# High Suicide Rate in Anorexia Linked to Lethal Methods, Not Fragile Health



## Halo (Mar 6, 2008)

High Suicide Rate in Anorexia Linked to Lethal Methods, Not Fragile Health
by Marlene Busko
March 6, 2008

A study of 9 case reports of anorexic patients who died by suicide found that death was a result of using highly lethal methods rather than the result of compromised health.

The study, by investigators in the United States and Germany, will be published in the April 2008 issue of the _Journal of Affective Disorders_. 

"Clinicians really need to do a good job of screening patients with anorexia nervosa . . . because if patients with anorexia report that they do in fact have suicidal intentions, clinicians really need to come up with an immediate plan that would help to keep them safe," lead author Jill Holm-Denoma, PhD, from the University of Vermont, in Burlington, told Medscape Psychiatry. 

Their findings support the hypothesis by Thomas E. Joiner, PhD (Why People Die by Suicide. Cambridge, MA: Harvard University Press; 2006), which suggests that anorexic individuals may become accustomed to pain during the course of their illness and die by using methods that are highly lethal, she noted.

Anorexia nervosa is associated with 1 of the highest premature death rates of all mental disorders, and suicide is a leading cause of death among individuals (mainly women) who are anorexic, the group writes. 

This high rate of death by suicide might be the result of weak suicide attempts combined with fragile medical health. Alternatively, suicidal anorexic patients might use highly lethal methods with low rescue potential, which would kill even healthy individuals. 

To determine which of these 2 explanations is more likely, the group performed a study of 9 case reports of treatment-seeking individuals with anorexia nervosa who were followed for up to 13 years and died by suicide.

Four of the cases were drawn from a sample of 136 women in the Boston area (Herzog DB et al.
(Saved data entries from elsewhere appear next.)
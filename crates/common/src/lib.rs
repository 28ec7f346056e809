//! # autogan-common — Shared Primitives
//!
//! Types and utilities shared across every crate in the workspace:
//!
//! * **[`AutoGanConfig`]** — network, objective and controller settings (JSON).
//! * **[`AutoGanError`]** — typed errors of the library crates.
//! * **[`LossName`]** / **[`LossLogLine`]** — loss records and the `loss_log.txt` format.
//! * **[`PairedImageLoader`]** / **[`PairedBatch`]** — aligned image pairs → Candle tensors.

pub mod config;
pub mod data;
pub mod error;
pub mod loss_log;

pub use config::{AutoGanConfig, Direction, FrequencyCadence, NormKind};
pub use data::{AlignedDataset, PairedBatch, PairedImageLoader, ValidationPair};
pub use error::{AutoGanError, Result};
pub use loss_log::{parse_loss_log, run_header, LossLogLine, LossName, LossRecord};
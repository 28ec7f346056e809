//! # autogan-core — Networks, Losses, Metrics
//!
//! | Module | Contents |
//! |--------|----------|
//! | [`generator`] | `UnetGenerator` (skip-connected encoder/decoder) |
//! | [`discriminator`] | `NLayerDiscriminator` (PatchGAN) |
//! | [`norm`] | `NormLayer` (batch / instance) |
//! | [`loss`] | vanilla GAN loss on logits, L1 |
//! | [`metrics`] | SSIM / PSNR / MSE on normalised image planes |
//!
//! Both networks implement [`candle_nn::ModuleT`]; the `train` flag switches
//! batch-norm statistics and dropout between training and inference.

pub mod discriminator;
pub mod generator;
pub mod loss;
pub mod metrics;
pub mod norm;

// ── Public re-exports ───────────────────────────────────────────────────────

pub use discriminator::NLayerDiscriminator;
pub use generator::UnetGenerator;
pub use loss::{bce_with_logits, gan_loss, l1_loss};
pub use metrics::{image_metrics, image_plane, mse, normalize_plane, psnr, ssim, MetricScores};
pub use norm::NormLayer;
J Am Acad Child Adolesc Psychiatry. 1993;32:835-842). A fifth case, the only male in the current study, was taken from a study of 81 males that was conducted at the University of Munich, in Germany. Cases 6 to 9 were drawn from patients treated in the Klinik Roseneck Hospital for Behavioral Medicine, in Prien, Germany.

The patients were in their 20s and 30s at the time of death, except for a 40-year-old woman and a 17-year-old boy. 
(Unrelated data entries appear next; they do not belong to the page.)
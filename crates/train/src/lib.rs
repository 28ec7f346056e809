//! # autogan-train — Adversarial Training
//!
//! * **[`StepExecutor`]** — both networks, their Adam optimisers and the
//!   scoped freeze / inference-mode discipline.
//! * **[`FrequencyController`]** — folds discriminator losses into a signed
//!   update-frequency counter.
//! * **[`AutoGanTrainer`]** — one paired update per step plus the burst the
//!   counter asked for.
//! * **[`LrScheduler`]** — constant, then linear per-epoch decay.
//! * **[`LossLogger`]** — `loss_log.txt` writer.

pub mod controller;
pub mod executor;
pub mod logger;
pub mod scheduler;
pub mod trainer;

pub use controller::{FrequencyController, OPTIMAL_D_LOSS};
pub use executor::{
    AdversarialStep, DiscriminatorLosses, GeneratorLosses, Side, StepExecutor, TrainableView,
    ValidationLosses,
};
pub use logger::{LossLogger, LOSS_LOG_FILE};
pub use scheduler::{LrPolicy, LrScheduler};
pub use trainer::{AutoGanTrainer, StepLosses, TrainerConfig};
//! Vanilla adversarial loss and L1 reconstruction loss.

use candle_core::{Result, Tensor};

/// Binary cross-entropy on logits, averaged over all elements.
///
/// Uses `max(x, 0) − x·t + ln(1 + e^{−|x|})` so saturated logits stay finite.
pub fn bce_with_logits(logits: &Tensor, target: &Tensor) -> Result<Tensor> {
    let softplus = logits.abs()?.neg()?.exp()?.affine(1.0, 1.0)?.log()?;
    let loss = ((logits.relu()? - (logits * target)?)? + softplus)?;
    loss.mean_all()
}

/// GAN loss against an all-real (1) or all-fake (0) patch target.
pub fn gan_loss(prediction: &Tensor, target_is_real: bool) -> Result<Tensor> {
    let target = if target_is_real {
        prediction.ones_like()?
    } else {
        prediction.zeros_like()?
    };
    bce_with_logits(prediction, &target)
}

/// Mean absolute error.
pub fn l1_loss(a: &Tensor, b: &Tensor) -> Result<Tensor> {
    (a - b)?.abs()?.mean_all()
}

#[cfg(test)]
mod tests {
    use super::*;
    use candle_core::Device;

    fn scalar(t: Tensor) -> f32 {
        t.to_scalar::<f32>().unwrap()
    }

    #[test]
    fn zero_logits_give_ln2() {
        let p = Tensor::zeros((2, 1, 3, 3), candle_core::DType::F32, &Device::Cpu).unwrap();
        let ln2 = std::f32::consts::LN_2;
        assert!((scalar(gan_loss(&p, true).unwrap()) - ln2).abs() < 1e-6);
        assert!((scalar(gan_loss(&p, false).unwrap()) - ln2).abs() < 1e-6);
    }

    #[test]
    fn confident_discriminator_has_small_loss() {
        let real = Tensor::full(10f32, (4, 1, 2, 2), &Device::Cpu).unwrap();
        let fake = Tensor::full(-10f32, (4, 1, 2, 2), &Device::Cpu).unwrap();
        assert!(scalar(gan_loss(&real, true).unwrap()) < 1e-3);
        assert!(scalar(gan_loss(&fake, false).unwrap()) < 1e-3);
        // Saturated and wrong: large but finite.
        let wrong = Tensor::full(-200f32, (1, 1, 2, 2), &Device::Cpu).unwrap();
        let l = scalar(gan_loss(&wrong, true).unwrap());
        assert!(l.is_finite() && (l - 200.0).abs() < 1e-3);
    }

    #[test]
    fn l1_is_mean_abs_diff() {
        let a = Tensor::new(&[1f32, -1., 0.5, 0.0], &Device::Cpu).unwrap();
        let b = Tensor::new(&[0f32, 1., 0.5, 1.0], &Device::Cpu).unwrap();
        assert!((scalar(l1_loss(&a, &b).unwrap()) - 1.0).abs() < 1e-6);
    }
}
They died by _Edited: methods of suicide_. 

Eight of the 9 cases were judged to have used methods that would have led to death for anyone. Seven of the 9 fatal suicide methods occurred in circumstances where there was a low likelihood of being rescued. Many of these individuals had made multiple prior suicide attempts.

*Strong Suicidal Intent*
The study results show that anorexic individuals who attempt suicide have a strong wish to die and engage in an act of self-injury with a very high likelihood of death, said Dr. Holm-Denoma. 
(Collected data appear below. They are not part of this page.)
//! Four-panel PNG chart of the per-epoch means.

use std::path::Path;

use plotters::coord::Shift;
use plotters::prelude::*;

use autogan_common::{AutoGanError, LossName, Result};

use crate::means::EpochMeans;

const SIZE: (u32, u32) = (2400, 400);
const BACKGROUND: RGBColor = RGBColor(0xf0, 0xf0, 0xf0);
const STEELBLUE: RGBColor = RGBColor(70, 130, 180);
const GOLDENROD: RGBColor = RGBColor(218, 165, 32);
const DARKSEAGREEN: RGBColor = RGBColor(143, 188, 143);
const PALEVIOLETRED: RGBColor = RGBColor(219, 112, 147);

/// One subplot: title and its `(label, loss, colour)` lines.
struct Panel {
    title: &'static str,
    lines: &'static [(&'static str, LossName, RGBColor)],
}

const PANELS: [Panel; 4] = [
    Panel {
        title: "G and D loss",
        lines: &[
            ("G Train", LossName::GGan, STEELBLUE),
            ("G Val", LossName::ValGGan, GOLDENROD),
            ("D real", LossName::DReal, DARKSEAGREEN),
            ("D fake", LossName::DFake, PALEVIOLETRED),
        ],
    },
    Panel {
        title: "L1 loss",
        lines: &[
            ("Train", LossName::GL1, STEELBLUE),
            ("Val", LossName::ValGL1, GOLDENROD),
        ],
    },
    Panel {
        title: "SSIM",
        lines: &[("Val", LossName::Ssim, GOLDENROD)],
    },
    Panel {
        title: "PSNR",
        lines: &[("Val", LossName::Psnr, GOLDENROD)],
    },
];

fn render_err(e: impl std::fmt::Display) -> AutoGanError {
    AutoGanError::Render(e.to_string())
}

/// Render `means` to `path`, one panel per loss group side by side.
pub fn render_chart(means: &EpochMeans, path: &Path) -> Result<()> {
    if means.is_empty() {
        return Err(AutoGanError::Render("no epochs to plot".to_string()));
    }
    let root = BitMapBackend::new(path, SIZE).into_drawing_area();
    root.fill(&WHITE).map_err(render_err)?;

    for (area, panel) in root.split_evenly((1, PANELS.len())).iter().zip(&PANELS) {
        draw_panel(area, panel, means)?;
    }
    root.present().map_err(render_err)?;
    tracing::debug!(path = %path.display(), epochs = means.len(), "Chart rendered");
    Ok(())
}

fn draw_panel<DB: DrawingBackend>(
    area: &DrawingArea<DB, Shift>,
    panel: &Panel,
    means: &EpochMeans,
) -> Result<()> {
    let series: Vec<_> = panel
        .lines
        .iter()
        .map(|&(label, name, color)| (label, color, means.series(name)))
        .collect();

    let x = padded_range(&means.epochs, 0.0);
    let ys: Vec<f64> = series.iter().flat_map(|s| s.2.iter().copied()).collect();
    let y = padded_range(&ys, 0.05);

    let mut chart = ChartBuilder::on(area)
        .margin(15)
        .caption(panel.title, ("sans-serif", 22))
        .x_label_area_size(40)
        .y_label_area_size(55)
        .build_cartesian_2d(x, y)
        .map_err(render_err)?;
    chart.plotting_area().fill(&BACKGROUND).map_err(render_err)?;

    chart
        .configure_mesh()
        .x_desc("Epoch")
        .y_desc("Loss")
        .light_line_style(WHITE)
        .bold_line_style(RGBColor(128, 128, 128).mix(0.5))
        .draw()
        .map_err(render_err)?;

    for (label, color, values) in series {
        let points = means.epochs.iter().copied().zip(values);
        chart
            .draw_series(LineSeries::new(points, color.stroke_width(1)))
            .map_err(render_err)?
            .label(label)
            .legend(move |(x, y)| PathElement::new(vec![(x, y), (x + 18, y)], color));
    }

    chart
        .configure_series_labels()
        .background_style(WHITE.mix(0.8))
        .border_style(BLACK)
        .draw()
        .map_err(render_err)?;
    Ok(())
}

/// `[min, max]` widened by `pad` of its span, or by ±0.5 when flat.
fn padded_range(values: &[f64], pad: f64) -> std::ops::Range<f64> {
    let (lo, hi) = values
        .iter()
        .filter(|v| v.is_finite())
        .fold((f64::INFINITY, f64::NEG_INFINITY), |(l, h), &v| (l.min(v), h.max(v)));
    if !lo.is_finite() {
        return 0.0..1.0;
    }
    let span = hi - lo;
    if span <= 0.0 {
        return (lo - 0.5)..(hi + 0.5);
    }
    (lo - pad * span)..(hi + pad * span)
}

#[cfg(test)]
mod tests {
    use super::*;

    #[test]
    fn ranges() {
        assert_eq!(padded_range(&[1.0, 3.0], 0.0), 1.0..3.0);
        assert_eq!(padded_range(&[1.0, 3.0], 0.5), 0.0..4.0);
        assert_eq!(padded_range(&[2.0], 0.05), 1.5..2.5);
        assert_eq!(padded_range(&[f64::INFINITY, 1.0, 2.0], 0.0), 1.0..2.0);
        assert_eq!(padded_range(&[], 0.1), 0.0..1.0);
    }

    #[test]
    fn every_loss_is_charted() {
        let charted: Vec<LossName> = PANELS
            .iter()
            .flat_map(|p| p.lines.iter().map(|l| l.1))
            .collect();
        for name in LossName::ALL {
            assert!(charted.contains(&name), "{name} missing");
        }
    }

    #[test]
    fn empty_means_is_an_error() {
        let dir = tempfile::tempdir().unwrap();
        let means = EpochMeans {
            epochs: vec![],
            values: vec![],
        };
        let path = dir.path().join("graph.png");
        assert!(matches!(render_chart(&means, &path), Err(AutoGanError::Render(_))));
        assert!(!path.exists());
    }
}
These findings support Dr. Joiner's theory of suicidal behavior that suggests that individuals with anorexia may habituate to the experience of pain as a result of their illness (such as starvation pain and frequent chest pain) and die by using extreme suicide methods, the group concludes. 

The study was not designed, however, to be able to extrapolate a clear causal relationship between anorexic features and death by suicide, the investigators note. 

_J Affect Disord_. 2008;107:231-236. Abstract


----------



## Cat Dancer (Mar 6, 2008)

I tried to read the article online and it says I have to log in.


----------



## Halo (Mar 6, 2008)

Oh I copied it directly from a website of which I am a member and of which I had to use my log in in order to view it.  I guess it doesn't work unless you sign up and register. 

I can tell you that the article online is the same as what I posted.


----------



## Cat Dancer (Mar 6, 2008)

I believe you. 

I just wanted to read the edited part.


----------



## Daniel (Mar 24, 2008)

> ...may habituate to the experience of pain as a result of their illness (such as starvation pain and frequent chest pain) and die by using extreme suicide methods, the group concludes.



Chilling.


----------